What this task involves: Scan the records for the string "PlayArgs"; copy each line where it occurs.

○ ○ ○ ○

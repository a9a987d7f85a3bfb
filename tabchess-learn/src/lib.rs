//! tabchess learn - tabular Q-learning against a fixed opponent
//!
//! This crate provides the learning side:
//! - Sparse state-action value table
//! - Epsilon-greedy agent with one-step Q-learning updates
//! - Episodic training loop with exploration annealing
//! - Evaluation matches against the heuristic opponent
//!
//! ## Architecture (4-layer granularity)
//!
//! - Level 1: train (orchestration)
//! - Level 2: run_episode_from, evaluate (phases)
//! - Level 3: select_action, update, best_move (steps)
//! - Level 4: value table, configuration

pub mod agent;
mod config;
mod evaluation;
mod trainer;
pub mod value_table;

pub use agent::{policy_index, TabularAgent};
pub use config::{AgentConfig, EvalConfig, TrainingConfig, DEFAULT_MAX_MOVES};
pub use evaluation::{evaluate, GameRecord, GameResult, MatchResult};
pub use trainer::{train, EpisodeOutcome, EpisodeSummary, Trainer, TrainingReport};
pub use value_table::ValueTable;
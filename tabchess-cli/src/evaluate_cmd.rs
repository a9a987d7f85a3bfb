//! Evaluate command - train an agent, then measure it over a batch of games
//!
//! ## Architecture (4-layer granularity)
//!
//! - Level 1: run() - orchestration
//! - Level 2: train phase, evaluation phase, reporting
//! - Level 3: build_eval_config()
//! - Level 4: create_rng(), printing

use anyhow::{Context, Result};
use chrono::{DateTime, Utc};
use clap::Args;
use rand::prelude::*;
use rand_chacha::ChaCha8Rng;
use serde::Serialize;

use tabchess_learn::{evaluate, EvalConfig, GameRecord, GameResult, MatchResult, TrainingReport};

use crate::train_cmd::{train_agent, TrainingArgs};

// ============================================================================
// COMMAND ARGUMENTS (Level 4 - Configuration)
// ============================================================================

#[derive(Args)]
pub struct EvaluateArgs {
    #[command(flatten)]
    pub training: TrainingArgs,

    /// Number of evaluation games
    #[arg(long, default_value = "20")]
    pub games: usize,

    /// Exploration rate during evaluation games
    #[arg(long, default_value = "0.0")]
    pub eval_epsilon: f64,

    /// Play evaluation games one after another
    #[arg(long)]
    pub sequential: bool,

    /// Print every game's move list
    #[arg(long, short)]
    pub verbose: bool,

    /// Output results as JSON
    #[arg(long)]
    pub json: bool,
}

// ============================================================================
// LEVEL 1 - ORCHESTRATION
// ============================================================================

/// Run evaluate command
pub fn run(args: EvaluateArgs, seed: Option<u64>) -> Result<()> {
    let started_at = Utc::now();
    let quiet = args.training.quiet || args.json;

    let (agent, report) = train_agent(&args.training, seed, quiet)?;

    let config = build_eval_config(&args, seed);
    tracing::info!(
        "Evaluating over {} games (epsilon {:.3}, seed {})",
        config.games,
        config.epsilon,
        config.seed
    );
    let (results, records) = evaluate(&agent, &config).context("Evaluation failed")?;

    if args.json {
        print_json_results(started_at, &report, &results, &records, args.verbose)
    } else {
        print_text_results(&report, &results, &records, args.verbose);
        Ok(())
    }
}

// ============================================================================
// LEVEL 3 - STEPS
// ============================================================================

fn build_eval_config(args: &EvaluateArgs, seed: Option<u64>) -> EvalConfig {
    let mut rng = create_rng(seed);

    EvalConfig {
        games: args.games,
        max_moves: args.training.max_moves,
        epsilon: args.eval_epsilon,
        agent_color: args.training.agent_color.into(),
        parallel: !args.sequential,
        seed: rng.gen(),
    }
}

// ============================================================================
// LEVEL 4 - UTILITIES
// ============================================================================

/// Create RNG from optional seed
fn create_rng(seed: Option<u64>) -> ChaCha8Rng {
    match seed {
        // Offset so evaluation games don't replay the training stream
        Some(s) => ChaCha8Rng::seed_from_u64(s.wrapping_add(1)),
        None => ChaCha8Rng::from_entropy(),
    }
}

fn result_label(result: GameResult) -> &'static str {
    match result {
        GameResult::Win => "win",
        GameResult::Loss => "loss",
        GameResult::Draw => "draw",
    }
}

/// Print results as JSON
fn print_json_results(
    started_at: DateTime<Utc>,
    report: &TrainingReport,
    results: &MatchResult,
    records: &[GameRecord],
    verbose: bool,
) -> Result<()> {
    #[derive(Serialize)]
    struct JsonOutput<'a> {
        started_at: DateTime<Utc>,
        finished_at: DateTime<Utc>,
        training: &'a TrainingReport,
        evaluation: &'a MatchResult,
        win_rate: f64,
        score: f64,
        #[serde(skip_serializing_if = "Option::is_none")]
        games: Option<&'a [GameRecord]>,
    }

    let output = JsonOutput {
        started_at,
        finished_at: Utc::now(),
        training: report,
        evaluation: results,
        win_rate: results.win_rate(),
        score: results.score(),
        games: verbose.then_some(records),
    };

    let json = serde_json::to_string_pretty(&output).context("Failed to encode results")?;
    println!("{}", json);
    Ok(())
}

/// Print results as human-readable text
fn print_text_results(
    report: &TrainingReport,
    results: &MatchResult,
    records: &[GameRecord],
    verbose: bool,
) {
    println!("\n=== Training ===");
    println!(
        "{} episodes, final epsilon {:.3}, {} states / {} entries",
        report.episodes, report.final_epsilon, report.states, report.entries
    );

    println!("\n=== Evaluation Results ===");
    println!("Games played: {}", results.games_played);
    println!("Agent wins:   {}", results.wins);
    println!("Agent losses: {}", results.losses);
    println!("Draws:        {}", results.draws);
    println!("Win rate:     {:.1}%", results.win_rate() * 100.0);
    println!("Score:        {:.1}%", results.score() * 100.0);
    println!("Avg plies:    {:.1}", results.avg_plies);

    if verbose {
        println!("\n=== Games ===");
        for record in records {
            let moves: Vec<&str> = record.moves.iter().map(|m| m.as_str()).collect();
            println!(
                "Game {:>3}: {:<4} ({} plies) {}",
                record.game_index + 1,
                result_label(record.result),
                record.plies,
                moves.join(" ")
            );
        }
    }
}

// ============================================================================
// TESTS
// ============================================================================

○ ○ ○ ○

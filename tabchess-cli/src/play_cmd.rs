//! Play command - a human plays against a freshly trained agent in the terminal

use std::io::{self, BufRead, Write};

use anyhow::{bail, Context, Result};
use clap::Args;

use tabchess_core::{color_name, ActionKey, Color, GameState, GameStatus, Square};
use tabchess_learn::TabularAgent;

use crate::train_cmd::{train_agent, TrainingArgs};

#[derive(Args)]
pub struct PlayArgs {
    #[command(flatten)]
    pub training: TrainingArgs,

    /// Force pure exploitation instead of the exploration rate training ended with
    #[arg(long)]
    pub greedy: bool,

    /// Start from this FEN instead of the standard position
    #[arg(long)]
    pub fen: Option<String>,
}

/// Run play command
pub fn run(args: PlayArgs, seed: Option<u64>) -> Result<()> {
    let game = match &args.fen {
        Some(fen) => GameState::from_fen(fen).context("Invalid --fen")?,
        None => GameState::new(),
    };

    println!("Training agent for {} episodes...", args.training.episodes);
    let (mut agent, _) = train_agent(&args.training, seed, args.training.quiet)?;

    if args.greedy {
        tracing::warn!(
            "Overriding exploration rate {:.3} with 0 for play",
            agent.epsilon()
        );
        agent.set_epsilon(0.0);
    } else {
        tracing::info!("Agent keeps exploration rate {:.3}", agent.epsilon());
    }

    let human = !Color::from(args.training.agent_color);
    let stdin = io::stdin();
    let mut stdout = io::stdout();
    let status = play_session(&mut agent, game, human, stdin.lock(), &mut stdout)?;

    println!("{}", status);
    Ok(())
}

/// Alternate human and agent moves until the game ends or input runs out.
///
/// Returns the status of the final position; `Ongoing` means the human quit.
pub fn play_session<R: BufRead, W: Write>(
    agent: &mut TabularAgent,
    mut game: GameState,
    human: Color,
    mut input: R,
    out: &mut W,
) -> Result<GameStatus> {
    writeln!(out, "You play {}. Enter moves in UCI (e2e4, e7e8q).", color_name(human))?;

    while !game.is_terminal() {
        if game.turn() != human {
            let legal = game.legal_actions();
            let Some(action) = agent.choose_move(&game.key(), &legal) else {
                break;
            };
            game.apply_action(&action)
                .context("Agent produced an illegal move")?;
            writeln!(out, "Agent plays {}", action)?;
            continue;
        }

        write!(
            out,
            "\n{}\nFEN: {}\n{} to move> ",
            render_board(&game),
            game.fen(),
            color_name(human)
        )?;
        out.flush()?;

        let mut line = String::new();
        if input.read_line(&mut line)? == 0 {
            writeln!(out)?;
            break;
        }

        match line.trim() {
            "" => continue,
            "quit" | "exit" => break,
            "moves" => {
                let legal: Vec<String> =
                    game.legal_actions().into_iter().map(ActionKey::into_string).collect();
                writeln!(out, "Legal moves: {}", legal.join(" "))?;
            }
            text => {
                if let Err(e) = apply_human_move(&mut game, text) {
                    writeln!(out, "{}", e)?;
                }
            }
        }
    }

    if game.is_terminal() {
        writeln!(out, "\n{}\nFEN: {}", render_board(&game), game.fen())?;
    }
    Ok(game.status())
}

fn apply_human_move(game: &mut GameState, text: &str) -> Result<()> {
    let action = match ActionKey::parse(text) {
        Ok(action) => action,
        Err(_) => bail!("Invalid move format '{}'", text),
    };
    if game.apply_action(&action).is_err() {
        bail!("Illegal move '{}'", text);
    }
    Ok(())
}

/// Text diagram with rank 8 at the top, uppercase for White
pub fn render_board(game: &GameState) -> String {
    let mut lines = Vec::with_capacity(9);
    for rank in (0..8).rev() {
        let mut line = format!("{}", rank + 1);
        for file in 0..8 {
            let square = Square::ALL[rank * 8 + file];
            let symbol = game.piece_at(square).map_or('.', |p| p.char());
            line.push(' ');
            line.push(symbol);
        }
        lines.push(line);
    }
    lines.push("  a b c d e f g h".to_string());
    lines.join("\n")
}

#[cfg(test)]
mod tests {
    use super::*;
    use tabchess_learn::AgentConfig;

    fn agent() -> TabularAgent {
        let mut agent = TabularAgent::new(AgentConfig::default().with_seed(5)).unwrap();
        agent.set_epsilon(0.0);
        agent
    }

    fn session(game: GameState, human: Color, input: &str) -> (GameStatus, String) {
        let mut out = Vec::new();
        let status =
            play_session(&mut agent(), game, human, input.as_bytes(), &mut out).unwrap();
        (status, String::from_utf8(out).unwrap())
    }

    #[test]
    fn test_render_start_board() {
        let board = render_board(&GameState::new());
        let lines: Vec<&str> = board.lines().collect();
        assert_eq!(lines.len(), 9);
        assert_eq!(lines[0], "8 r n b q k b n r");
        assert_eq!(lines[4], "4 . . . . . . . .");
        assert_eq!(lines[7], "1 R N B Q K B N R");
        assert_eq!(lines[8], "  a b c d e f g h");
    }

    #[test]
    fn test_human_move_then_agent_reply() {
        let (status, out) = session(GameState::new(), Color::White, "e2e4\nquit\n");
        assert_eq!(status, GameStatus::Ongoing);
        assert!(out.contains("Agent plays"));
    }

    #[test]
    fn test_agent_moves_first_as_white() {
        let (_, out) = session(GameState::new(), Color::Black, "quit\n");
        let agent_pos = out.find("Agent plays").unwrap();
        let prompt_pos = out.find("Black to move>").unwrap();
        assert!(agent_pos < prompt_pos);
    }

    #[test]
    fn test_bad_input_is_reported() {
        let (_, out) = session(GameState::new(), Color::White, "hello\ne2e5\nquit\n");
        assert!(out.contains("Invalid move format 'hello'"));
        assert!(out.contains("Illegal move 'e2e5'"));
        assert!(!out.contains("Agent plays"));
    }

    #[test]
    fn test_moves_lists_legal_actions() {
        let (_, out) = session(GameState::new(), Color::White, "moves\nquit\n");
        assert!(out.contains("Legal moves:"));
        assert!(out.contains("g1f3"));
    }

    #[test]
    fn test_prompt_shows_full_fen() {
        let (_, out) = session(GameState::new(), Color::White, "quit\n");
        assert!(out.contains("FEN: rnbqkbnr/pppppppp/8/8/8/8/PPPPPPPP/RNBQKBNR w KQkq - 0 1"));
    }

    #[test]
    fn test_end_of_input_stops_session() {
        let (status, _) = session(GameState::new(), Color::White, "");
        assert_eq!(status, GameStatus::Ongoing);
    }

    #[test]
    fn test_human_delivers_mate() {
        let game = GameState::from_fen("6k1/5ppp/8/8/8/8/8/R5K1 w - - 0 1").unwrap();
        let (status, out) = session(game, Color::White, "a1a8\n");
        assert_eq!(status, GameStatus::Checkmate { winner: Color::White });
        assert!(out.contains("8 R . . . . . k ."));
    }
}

○ ○ ○ ○

Result of the task:
pub struct PlayArgs {
pub fn run(args: PlayArgs, seed: Option<u64>) -> Result<()> {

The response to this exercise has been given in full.